Echovise AI Experiment Platform
Future Software Technologies
Semester programme:Software Engineering
Client company:Echovise
Project group members:Desislav
Godfrey
Rafael
Erfan
Project description
How can Echovise ethically extract actionable insights from user interactions within the AI Playground to enable proactive, personalized outreach while maintaining full GDPR compliance and user trust?
Context
Echovise is a company that helps organizations optimize their business processes using artificial intelligence (AI). To make AI more tangible for potential clients, Echovise developed the AI Experiment platform. This platform allows users to explore various AI use cases in an accessible way, supported by an integrated chatbot.
The current version of the platform has been developed by Fontys ICT students as part of a previous project. This follow-up project offers the opportunity for a new group of students to continue that work, extending the platform with additional functionality and improvements.
The existing system already demonstrates the possibilities of AI and provides initial guidance to visitors. However, the next step is to actively convert user interactions into actionable leads. Visitors explore the platform but do not yet proceed to direct contact. By capturing and analyzing their input, we can identify their interests and proactively guide them toward meaningful business conversations with Echovise.
Results
The project resulted in three key outcomes that together deliver technical, ethical, and business value for Echovise.
A fully researched and validated design for storing chat history and generating AI-based summaries only with explicit user consent, supported by role-based access control and audit logging.

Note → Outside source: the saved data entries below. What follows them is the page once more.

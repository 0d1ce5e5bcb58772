//! Submission records and their validation.

mod store;
mod types;
mod validate;

pub use store::SubmissionStore;
pub use types::Submission;
pub use validate::{
    check_value, is_valid_email, is_valid_phone, validate_submission, FieldIssue, ValidationError,
};
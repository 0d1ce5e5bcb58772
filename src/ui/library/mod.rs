//! Form library: every saved form, filled in place and submitted.

mod intent;
mod reducer;
mod state;

pub use intent::LibraryIntent;
pub use reducer::{LibraryReducer, SUBMIT_FAILED, SUBMIT_SUCCEEDED};
pub use state::{LibraryState, EMPTY_LIBRARY, EMPTY_TABLE};
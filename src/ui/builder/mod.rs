//! Form builder: staged form name, staged fields and the field draft.

mod intent;
mod reducer;
mod state;

pub use intent::BuilderIntent;
pub use reducer::{BuilderReducer, CHOICE_NEEDS_OPTIONS, LABEL_AND_TYPE_REQUIRED};
pub use state::{BuilderState, FieldDraft};
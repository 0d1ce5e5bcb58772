//! Command-line front end.

use std::io::Write;
use std::path::PathBuf;
use std::process::ExitCode;

use anyhow::Context;
use clap::{Args, Parser, Subcommand};
use thiserror::Error;

use crate::config::Config;
use crate::schema::{Field, FieldType, FormId};
use crate::ui::builder::{BuilderIntent, BuilderReducer, BuilderState};
use crate::ui::field::Affordance;
use crate::ui::library::{LibraryIntent, LibraryReducer, LibraryState};
use crate::ui::mvi::Reducer;
use crate::ui::render::{render_form, render_form_list, render_notice, render_preview, render_table};
use crate::ui::table::{SortKey, TableIntent, TableReducer, TableState};
use crate::workspace::Workspace;

#[derive(Debug, Parser)]
#[command(name = "formsmith", version, about = "Build forms, collect and review submissions")]
pub struct Cli {
    /// Config file (default: platform config dir)
    #[arg(long, global = true)]
    pub config: Option<PathBuf>,

    /// Override the data directory from the config file
    #[arg(long, global = true)]
    pub data_dir: Option<PathBuf>,

    #[command(subcommand)]
    pub cmd: Cmd,
}

#[derive(Debug, Subcommand)]
pub enum Cmd {
    /// Manage form schemas
    #[command(subcommand)]
    Form(FormCmd),
    /// Fill in and submit a form
    #[command(subcommand)]
    Entry(EntryCmd),
    /// Review collected data
    #[command(subcommand)]
    Data(DataCmd),
}

#[derive(Debug, Subcommand)]
pub enum FormCmd {
    /// Create a form; prints its id
    Create(CreateArgs),
    /// List saved forms
    List,
    /// Show a form with its current values
    Show { id: String },
    /// Delete a form (its data is kept)
    Delete { id: String },
}

#[derive(Debug, Args)]
pub struct CreateArgs {
    /// Form name; an empty name saves nothing
    #[arg(long, default_value = "")]
    pub name: String,

    /// Field as `label:type[:opt1,opt2]`, repeatable
    #[arg(long = "field", value_parser = parse_field_spec)]
    pub fields: Vec<Field>,

    /// Print the form preview without saving it
    #[arg(long)]
    pub dry_run: bool,
}

#[derive(Debug, Subcommand)]
pub enum EntryCmd {
    /// Record a value for one field
    Set {
        form_id: String,
        label: String,
        value: String,
    },
    /// Validate and submit
    Submit { form_id: String },
}

#[derive(Debug, Subcommand)]
pub enum DataCmd {
    /// Print the data table
    Table {
        /// Header to click, in order: `form-name` or a column label
        #[arg(long = "sort")]
        sort: Vec<String>,
    },
    /// Delete all collected data
    Clear,
}

#[derive(Debug, Error, PartialEq, Eq)]
pub enum FieldSpecError {
    #[error("expected `label:type[:options]`, got '{0}'")]
    Malformed(String),

    #[error("unknown field type '{0}' (expected one of: text, textarea, radio, select, email, phone)")]
    UnknownType(String),

    #[error("field '{0}' needs at least one option")]
    MissingOptions(String),
}

/// Parse a `label:type[:opt1,opt2]` field spec through the builder, so the
/// CLI enforces the same rules as the interactive view.
pub fn parse_field_spec(spec: &str) -> Result<Field, FieldSpecError> {
    let mut parts = spec.splitn(3, ':');
    let label = parts.next().unwrap_or_default();
    let Some(type_name) = parts.next() else {
        return Err(FieldSpecError::Malformed(spec.to_string()));
    };
    if label.is_empty() {
        return Err(FieldSpecError::Malformed(spec.to_string()));
    }
    let field_type =
        FieldType::parse(type_name).ok_or_else(|| FieldSpecError::UnknownType(type_name.to_string()))?;

    let mut state = BuilderReducer::reduce(
        BuilderState::default(),
        BuilderIntent::SetFieldLabel(label.to_string()),
    );
    state = BuilderReducer::reduce(state, BuilderIntent::SetFieldType(Some(field_type)));
    if let Some(options) = parts.next().filter(|_| field_type.is_choice()) {
        for option in options.split(',') {
            state = BuilderReducer::reduce(state, BuilderIntent::SetOptionInput(option.to_string()));
            state = BuilderReducer::reduce(state, BuilderIntent::AddOption);
        }
    }
    state = BuilderReducer::reduce(state, BuilderIntent::AddField);

    state
        .preview()
        .first()
        .cloned()
        .ok_or_else(|| FieldSpecError::MissingOptions(label.to_string()))
}

/// Load the config named on the command line and apply its overrides.
pub fn load_config(cli: &Cli) -> anyhow::Result<Config> {
    let mut config = match &cli.config {
        Some(path) => Config::load_from(path)?,
        None => Config::load()?,
    };
    if let Some(dir) = &cli.data_dir {
        config.storage.data_dir = Some(dir.clone());
    }
    Ok(config)
}

/// Run a parsed command, writing user-facing output to `out`.
pub fn run(cli: Cli, config: &Config, out: &mut impl Write) -> anyhow::Result<ExitCode> {
    let mut workspace = Workspace::open(config).context("failed to open data store")?;
    let code = dispatch(cli.cmd, &mut workspace, out)?;
    workspace.close();
    Ok(code)
}

fn dispatch(cmd: Cmd, ws: &mut Workspace, out: &mut impl Write) -> anyhow::Result<ExitCode> {
    match cmd {
        Cmd::Form(FormCmd::Create(args)) => {
            let mut state = BuilderReducer::reduce(
                BuilderState::default(),
                BuilderIntent::SetFormName(args.name),
            );
            for field in args.fields {
                state.pending.add_field(field);
            }
            if args.dry_run {
                writeln!(out, "{}", state.pending.name())?;
                write!(out, "{}", render_preview(state.preview()))?;
                return Ok(ExitCode::SUCCESS);
            }
            if let Some(id) = ws.save_form(&mut state.pending)? {
                writeln!(out, "{id}")?;
            }
        }
        Cmd::Form(FormCmd::List) => {
            write!(out, "{}", render_form_list(ws.forms().forms()))?;
        }
        Cmd::Form(FormCmd::Show { id }) => {
            let id = FormId::from(id);
            let form = ws
                .form(&id)
                .with_context(|| format!("Form '{id}' not found"))?;
            write!(out, "{}", render_form(form, ws.submissions().get(&id)))?;
        }
        Cmd::Form(FormCmd::Delete { id }) => {
            let id = FormId::from(id);
            if !ws.delete_form(&id)? {
                tracing::debug!(form_id = %id, "delete of unknown form ignored");
            }
        }
        Cmd::Entry(EntryCmd::Set {
            form_id,
            label,
            value,
        }) => {
            let form_id = FormId::from(form_id);
            if let Some(field) = ws.form(&form_id).and_then(|form| form.field(&label)) {
                if !Affordance::for_field(field).accepts(&value) {
                    anyhow::bail!("'{value}' is not an option of '{label}'");
                }
            }
            ws.set_value(&form_id, &label, value)?;
        }
        Cmd::Entry(EntryCmd::Submit { form_id }) => {
            let form_id = FormId::from(form_id);
            let reason = ws.check(&form_id).err();
            let accepted = ws.submit(&form_id)?;
            let state = LibraryReducer::reduce(
                LibraryState::default(),
                LibraryIntent::Submitted { accepted },
            );
            if let Some(notice) = &state.notice {
                write!(out, "{}", render_notice(notice))?;
            }
            if let Some(reason) = reason {
                writeln!(out, "{reason}")?;
            }
            if !accepted {
                return Ok(ExitCode::from(1));
            }
        }
        Cmd::Data(DataCmd::Table { sort }) => {
            let state = sort.iter().fold(TableState::default(), |state, header| {
                TableReducer::reduce(state, TableIntent::SortBy(SortKey::from_header(header)))
            });
            write!(out, "{}", render_table(&ws.table(&state), &state))?;
        }
        Cmd::Data(DataCmd::Clear) => {
            ws.clear_all()?;
        }
    }
    Ok(ExitCode::SUCCESS)
}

Lead generation in AI systems does not have to conflict with privacy. By designing consent-first data access and limiting what administrators can see, the platform aligns business goals with GDPR principles like data minimization and transparency.
This outcome protects Echovise from legal and reputational risk while preserving user trust, which is essential for long-term platform adoption.
A documented, structured approach to working with SvelteKit, Supabase, and OpenAI in a production environment, including architectural insights, development patterns, and an implementation roadmap.
Lack of prior experience was mitigated through deliberate research methods such as document analysis, peer programming, prototyping, and benchmarking. This turned a risk into a learning asset.
This outcome reduces future development risk, improves maintainability, and provides Echovise with reusable patterns for further AI-driven features.
About the project group
We are all software engineering students. We had scheduled sprint meetings with the client in which we explain the implementation of our features. We also had a managed Jira board in which we distributed tasks equally between ourselves.